Domages collatéraux 2
Depuis quelques semaines, mon bras gauche se conduit comme un goujat, il refuse tout simplement de fonctionner correctement. C'est une nouvelle conséquence de l'opération. Mais un vieux proverbe ne nous dit-il pas, d'ailleurs, que le corps a ses raisons que la raison ne connaît pas? Si. Mais quand même, ça n'est pas une excuse. J'ai donc appliqué consciencieusement un marteau de taille respectable sur la tempe de mon médecin, ainsi qu'une pétoire Corse, afin qu'il me prescrive quelques séances de balnéothérapie.
Mais je vois que vous me jalousez; que vous vous dîtes: "que..quoi? Comment ose-t-elle réclamer le bon fonctionnement d'un membre dont elle ne se sert jamais, sauf pour peler une orange et encore?". Et vous avez bien raison. Mais n'allez pas imaginer qu'une balnéothérapie se fait à Ouarzazate dans une piscine suffisamment grande pour contenir le monde perdu ET ses animaux, c'est un mythe. Dans le cadre d'une rééducation fonctionnelle simple, une balnéo classique se fait dans un bassin de 6 mètres sur 2 dans lequel les praticiens tentent, avec plus ou moins de bonheur, de faire entrer le monde perdu ET ses animaux. Nuance.

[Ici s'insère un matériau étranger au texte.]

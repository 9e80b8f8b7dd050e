use super::node::decode;
use super::node::require_node_type;
use super::node::unsupported;
use super::node::Node;
use super::node::UnsupportedNode;
use crate::loc::Loc;
use derive_more::derive::{From, TryInto};
use derive_visitor::{Drive, DriveMut};
use serde::Deserialize;
use serde::Deserializer;
use serde_json::Value;

// Every variant wraps a Node<T> so visitors can see the node and its location.
#[derive(Debug, Drive, DriveMut, From, TryInto)]
pub enum Expr {
  Array(Node<ArrayExpr>),
  Call(Node<CallExpr>),
  Identifier(Node<Ident>),
  Literal(Node<Lit>),
  Member(Node<MemberExpr>),
  // Only valid inside array literals and argument lists, but ESTree puts it
  // wherever an expression can go there.
  Spread(Node<SpreadElement>),
  Unsupported(Node<UnsupportedNode>),
}

impl Expr {
  /// The ESTree `type` of this expression.
  pub fn kind(&self) -> &str {
    match self {
      Expr::Array(_) => "ArrayExpression",
      Expr::Call(_) => "CallExpression",
      Expr::Identifier(_) => "Identifier",
      Expr::Literal(_) => "Literal",
      Expr::Member(_) => "MemberExpression",
      Expr::Spread(_) => "SpreadElement",
      Expr::Unsupported(n) => &n.stx.kind,
    }
  }

  pub fn loc(&self) -> Loc {
    match self {
      Expr::Array(n) => n.loc,
      Expr::Call(n) => n.loc,
      Expr::Identifier(n) => n.loc,
      Expr::Literal(n) => n.loc,
      Expr::Member(n) => n.loc,
      Expr::Spread(n) => n.loc,
      Expr::Unsupported(n) => n.loc,
    }
  }
}

impl<'de> Deserialize<'de> for Expr {
  fn deserialize<D: Deserializer<'de>>(deserializer: D) -> Result<Self, D::Error> {
    let value = Value::deserialize(deserializer)?;
    let kind = require_node_type::<D::Error>(&value)?;
    Ok(match kind.as_str() {
      "ArrayExpression" => Expr::Array(decode::<_, D::Error>(value)?),
      "CallExpression" => Expr::Call(decode::<_, D::Error>(value)?),
      "Identifier" => Expr::Identifier(decode::<_, D::Error>(value)?),
      "Literal" => Expr::Literal(decode::<_, D::Error>(value)?),
      "MemberExpression" => Expr::Member(decode::<_, D::Error>(value)?),
      "SpreadElement" => Expr::Spread(decode::<_, D::Error>(value)?),
      _ => Expr::Unsupported(unsupported(kind, &value)),
    })
  }
}

#[derive(Debug, Drive, DriveMut, Deserialize)]
pub struct ArrayExpr {
  // `None` is a hole, e.g. the middle of `[a, , b]`.
  pub elements: Vec<Option<Expr>>,
}

#[derive(Debug, Drive, DriveMut, Deserialize)]
pub struct CallExpr {
  pub callee: Expr,
  pub arguments: Vec<Expr>,
  #[drive(skip)]
  #[serde(default)]
  pub optional: bool,
}

#[derive(Debug, Drive, DriveMut, Deserialize)]
pub struct Ident {
  #[drive(skip)]
  pub name: String,
}

#[derive(Debug, Drive, DriveMut, Deserialize)]
pub struct MemberExpr {
  pub object: Expr,
  pub property: Expr,
  #[drive(skip)]
  #[serde(default)]
  pub computed: bool,
  #[drive(skip)]
  #[serde(default)]
  pub optional: bool,
}

#[derive(Debug, Drive, DriveMut, Deserialize)]
pub struct SpreadElement {
  pub argument: Expr,
}

#[derive(Clone, Debug, PartialEq, Deserialize)]
#[serde(untagged)]
pub enum LitValue {
  Null,
  Bool(bool),
  Num(f64),
  Str(String),
  // Regular expressions serialize as `{}` (or null when the producer could
  // not build them); bigints as strings alongside a `bigint` field.
  Other(Value),
}

#[derive(Clone, Debug, PartialEq, Deserialize)]
pub struct RegexLit {
  pub pattern: String,
  pub flags: String,
}

#[derive(Debug, Drive, DriveMut, Deserialize)]
pub struct Lit {
  #[drive(skip)]
  pub value: LitValue,
  #[drive(skip)]
  #[serde(default)]
  pub raw: Option<String>,
  #[drive(skip)]
  #[serde(default)]
  pub regex: Option<RegexLit>,
  #[drive(skip)]
  #[serde(default)]
  pub bigint: Option<String>,
}

impl Lit {
  /// The string value, if this is a string literal.
  pub fn as_str(&self) -> Option<&str> {
    match (&self.value, &self.regex, &self.bigint) {
      (LitValue::Str(s), None, None) => Some(s),
      _ => None,
    }
  }

  /// The literal as it was written in source. Producers that drop `raw` get
  /// a canonical spelling rebuilt from the value.
  pub fn raw_text(&self) -> String {
    if let Some(raw) = &self.raw {
      return raw.clone();
    }
    if let Some(regex) = &self.regex {
      return format!("/{}/{}", regex.pattern, regex.flags);
    }
    if let Some(bigint) = &self.bigint {
      return format!("{bigint}n");
    }
    match &self.value {
      LitValue::Null => "null".to_string(),
      LitValue::Bool(v) => v.to_string(),
      LitValue::Num(v) if v.fract() == 0.0 && v.abs() < 9e15 => format!("{}", *v as i64),
      LitValue::Num(v) => v.to_string(),
      LitValue::Str(v) => Value::String(v.clone()).to_string(),
      LitValue::Other(v) => v.to_string(),
    }
  }
}

#[cfg(test)]
mod tests {
  use super::*;
  use serde_json::from_value;
  use serde_json::json;

  #[test]
  fn literal_kinds() {
    let s: Lit = from_value(json!({ "value": "hi", "raw": "'hi'" })).unwrap();
    assert_eq!(s.as_str(), Some("hi"));
    assert_eq!(s.raw_text(), "'hi'");

    let n: Lit = from_value(json!({ "value": 42 })).unwrap();
    assert_eq!(n.value, LitValue::Num(42.0));
    assert_eq!(n.as_str(), None);
    assert_eq!(n.raw_text(), "42");

    let b: Lit = from_value(json!({ "value": true })).unwrap();
    assert_eq!(b.raw_text(), "true");

    let null: Lit = from_value(json!({ "value": null })).unwrap();
    assert_eq!(null.value, LitValue::Null);
    assert_eq!(null.raw_text(), "null");

    let re: Lit = from_value(json!({
      "value": {},
      "regex": { "pattern": "a+", "flags": "g" }
    }))
    .unwrap();
    assert_eq!(re.as_str(), None);
    assert_eq!(re.raw_text(), "/a+/g");
  }

  #[test]
  fn unknown_expression_keeps_its_kind() {
    let expr: Expr = from_value(json!({
      "type": "BinaryExpression",
      "operator": "+",
      "range": [0, 5]
    }))
    .unwrap();
    assert_eq!(expr.kind(), "BinaryExpression");
    assert_eq!(expr.loc(), Loc(0, 5));
  }

  #[test]
  fn malformed_known_expression_is_an_error() {
    let err = from_value::<Expr>(json!({ "type": "Identifier" })).unwrap_err();
    assert!(err.to_string().contains("invalid Identifier"), "{err}");
  }

  #[test]
  fn array_holes_are_none() {
    let expr: Expr = from_value(json!({
      "type": "ArrayExpression",
      "elements": [{ "type": "Literal", "value": 1 }, null]
    }))
    .unwrap();
    let Expr::Array(arr) = expr else {
      panic!("expected array");
    };
    assert!(arr.stx.elements[0].is_some());
    assert!(arr.stx.elements[1].is_none());
  }
}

Ce qui provoque nombre de situations cocasses et délicates.
Passe encore qu'il vous faille porter un bonnet de bain. Quoi que.
A part les pinces à vélo, je ne connais pas un accessoire plus grotesque que le bonnet de bain. A supposer que vous parveniez à l'enfiler correctement (contrairement à ce qu'on essaie de nous faire croire, le bonnet de bain n'est pas en caoutchouc. Si c'était le cas, il ne vous comprimerait pas les tempes comme si vous aviez placé par mégarde votre crâne dans un casse-noix), il reste toujours quelques touffes de cheveux qui dépassent de chaque côté, ce qui ne manque pas de vous donner un petit côté Bozo du plus bel effet. Allez vous plaindre de douleurs articulaires avec un bonnet de bain sur la tête, vous allez voir comme on vous prend au sérieux. Je suppose que c'est d'ailleurs le but recherché.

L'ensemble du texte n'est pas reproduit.